▶ [What you will do]:
Only the lines from the one containing "#[derive(Debug, Clone, PartialEq, Eq, Serialize, Deserialize)]" to the end of the data are wanted; print them exactly as they appear.

---

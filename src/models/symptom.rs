use chrono::NaiveDate;
use serde::{Deserialize, Serialize};

use super::enums::Symptom;

/// One saved tracker entry. `date` is a local calendar day (`YYYY-MM-DD`).
#[derive(Debug, Clone, PartialEq, Eq, Serialize, Deserialize)]
pub struct SymptomLog {
    pub id: String,
    pub date: NaiveDate,
    pub symptoms: Vec<Symptom>,
    pub severity: u8,
    #[serde(default, skip_serializing_if = "Option::is_none")]
    pub notes: Option<String>,
}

---

▶ [Solution]:
#[derive(Debug, Clone, PartialEq, Eq, Serialize, Deserialize)]
pub struct SymptomLog {
    pub id: String,
    pub date: NaiveDate,
    pub symptoms: Vec<Symptom>,
    pub severity: u8,
    #[serde(default, skip_serializing_if = "Option::is_none")]
    pub notes: Option<String>,
}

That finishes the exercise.